● Task to carry out:
Reproduce every record exactly.

======== Data supplied ========

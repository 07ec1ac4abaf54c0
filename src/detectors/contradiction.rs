//! Contradiction risk heuristic.
//!
//! For each response sentence that is lexically close to an evidence
//! sentence, a mismatch in negation between the two raises contradiction
//! risk. The signal is the fraction of comparable sentences that mismatch
//! (negative trust direction: high signal = low trust).

use async_trait::async_trait;

use crate::domain::CheckInput;
use crate::engine::{Detector, RawVerdict};
use crate::error::DetectorError;

use super::text::{content_words, has_negation, jaccard, sentences};

/// Word-overlap similarity above which two sentences are comparable.
const COMPARABLE_SIMILARITY: f64 = 0.4;

/// Risk at or above which the verdict is a warning.
const WARN_AT: f64 = 0.5;

pub struct ContradictionChecker;

#[async_trait]
impl Detector for ContradictionChecker {
    fn name(&self) -> &str {
        "contradiction"
    }

    async fn detect(&self, input: &CheckInput) -> Result<RawVerdict, DetectorError> {
        let response = input.response.as_deref().ok_or_else(|| {
            DetectorError::InvalidInput(
                "contradiction checker requires a model response".to_string(),
            )
        })?;

        let evidence_sentences: Vec<&str> = input
            .evidence
            .iter()
            .flat_map(|e| sentences(&e.text))
            .collect();

        let mut compared = 0usize;
        let mut mismatches = 0usize;

        for response_sentence in sentences(response) {
            let response_words = content_words(response_sentence);
            if response_words.is_empty() {
                continue;
            }
            for evidence_sentence in &evidence_sentences {
                let evidence_words = content_words(evidence_sentence);
                if jaccard(&response_words, &evidence_words) < COMPARABLE_SIMILARITY {
                    continue;
                }
                compared += 1;
                if has_negation(response_sentence) != has_negation(evidence_sentence) {
                    mismatches += 1;
                }
            }
        }

        // Nothing comparable means no observed contradiction.
        let risk = if compared == 0 {
            0.0
        } else {
            mismatches as f64 / compared as f64
        };

        let detail = serde_json::json!({
            "compared_pairs": compared,
            "negation_mismatches": mismatches,
        });

        if risk >= WARN_AT {
            Ok(RawVerdict::warn(risk, detail))
        } else {
            Ok(RawVerdict::pass(risk).with_detail(detail))
        }
    }
}

#[cfg(test)]
mod tests {
    use super::*;
    use crate::domain::Evidence;
    use crate::engine::RawOutcome;

    #[tokio::test]
    async fn test_consistent_response_has_zero_risk() {
        let input = CheckInput::for_output(
            "q",
            vec![Evidence::new("doc1", "Paris is the capital city of France.")],
            "The capital city of France is Paris.",
        );
        let verdict = ContradictionChecker.detect(&input).await.unwrap();
        assert_eq!(verdict.outcome, RawOutcome::Pass);
        assert_eq!(verdict.signal, Some(0.0));
    }

    #[tokio::test]
    async fn test_negation_mismatch_raises_risk() {
        let input = CheckInput::for_output(
            "q",
            vec![Evidence::new("doc1", "Paris is the capital city of France.")],
            "Paris is not the capital city of France.",
        );
        let verdict = ContradictionChecker.detect(&input).await.unwrap();
        assert_eq!(verdict.outcome, RawOutcome::Warn);
        assert_eq!(verdict.signal, Some(1.0));
    }

    #[tokio::test]
    async fn test_unrelated_text_is_not_compared() {
        let input = CheckInput::for_output(
            "q",
            vec![Evidence::new("doc1", "The Danube flows through Vienna.")],
            "Paris is not the capital of Germany.",
        );
        let verdict = ContradictionChecker.detect(&input).await.unwrap();
        assert_eq!(verdict.signal, Some(0.0));
        assert_eq!(verdict.detail["compared_pairs"], 0);
    }

    #[tokio::test]
    async fn test_missing_response_is_detector_error() {
        assert!(ContradictionChecker
            .detect(&CheckInput::for_input("q"))
            .await
            .is_err());
    }
}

========

● Exercise solution:
repository 07ec1ac4abaf54c0
filename src/detectors/contradiction.rs
//! Contradiction risk heuristic.
//!
//! For each response sentence that is lexically close to an evidence
//! sentence, a mismatch in negation between the two raises contradiction
//! risk. The signal is the fraction of comparable sentences that mismatch
//! (negative trust direction: high signal = low trust).

use async_trait::async_trait;

use crate::domain::CheckInput;
use crate::engine::{Detector, RawVerdict};
use crate::error::DetectorError;

use super::text::{content_words, has_negation, jaccard, sentences};

/// Word-overlap similarity above which two sentences are comparable.
const COMPARABLE_SIMILARITY: f64 = 0.4;

/// Risk at or above which the verdict is a warning.
const WARN_AT: f64 = 0.5;

pub struct ContradictionChecker;

#[async_trait]
impl Detector for ContradictionChecker {
    fn name(&self) -> &str {
        "contradiction"
    }

    async fn detect(&self, input: &CheckInput) -> Result<RawVerdict, DetectorError> {
        let response = input.response.as_deref().ok_or_else(|| {
            DetectorError::InvalidInput(
                "contradiction checker requires a model response".to_string(),
            )
        })?;

        let evidence_sentences: Vec<&str> = input
            .evidence
            .iter()
            .flat_map(|e| sentences(&e.text))
            .collect();

        let mut compared = 0usize;
        let mut mismatches = 0usize;

        for response_sentence in sentences(response) {
            let response_words = content_words(response_sentence);
            if response_words.is_empty() {
                continue;
            }
            for evidence_sentence in &evidence_sentences {
                let evidence_words = content_words(evidence_sentence);
                if jaccard(&response_words, &evidence_words) < COMPARABLE_SIMILARITY {
                    continue;
                }
                compared += 1;
                if has_negation(response_sentence) != has_negation(evidence_sentence) {
                    mismatches += 1;
                }
            }
        }

        // Nothing comparable means no observed contradiction.
        let risk = if compared == 0 {
            0.0
        } else {
            mismatches as f64 / compared as f64
        };

        let detail = serde_json::json!({
            "compared_pairs": compared,
            "negation_mismatches": mismatches,
        });

        if risk >= WARN_AT {
            Ok(RawVerdict::warn(risk, detail))
        } else {
            Ok(RawVerdict::pass(risk).with_detail(detail))
        }
    }
}

#[cfg(test)]
mod tests {
    use super::*;
    use crate::domain::Evidence;
    use crate::engine::RawOutcome;

    #[tokio::test]
    async fn test_consistent_response_has_zero_risk() {
        let input = CheckInput::for_output(
            "q",
            vec![Evidence::new("doc1", "Paris is the capital city of France.")],
            "The capital city of France is Paris.",
        );
        let verdict = ContradictionChecker.detect(&input).await.unwrap();
        assert_eq!(verdict.outcome, RawOutcome::Pass);
        assert_eq!(verdict.signal, Some(0.0));
    }

    #[tokio::test]
    async fn test_negation_mismatch_raises_risk() {
        let input = CheckInput::for_output(
            "q",
            vec![Evidence::new("doc1", "Paris is the capital city of France.")],
            "Paris is not the capital city of France.",
        );
        let verdict = ContradictionChecker.detect(&input).await.unwrap();
        assert_eq!(verdict.outcome, RawOutcome::Warn);
        assert_eq!(verdict.signal, Some(1.0));
    }

    #[tokio::test]
    async fn test_unrelated_text_is_not_compared() {
        let input = CheckInput::for_output(
            "q",
            vec![Evidence::new("doc1", "The Danube flows through Vienna.")],
            "Paris is not the capital of Germany.",
        );
        let verdict = ContradictionChecker.detect(&input).await.unwrap();
        assert_eq!(verdict.signal, Some(0.0));
        assert_eq!(verdict.detail["compared_pairs"], 0);
    }

    #[tokio::test]
    async fn test_missing_response_is_detector_error() {
        assert!(ContradictionChecker
            .detect(&CheckInput::for_input("q"))
            .await
            .is_err());
    }
}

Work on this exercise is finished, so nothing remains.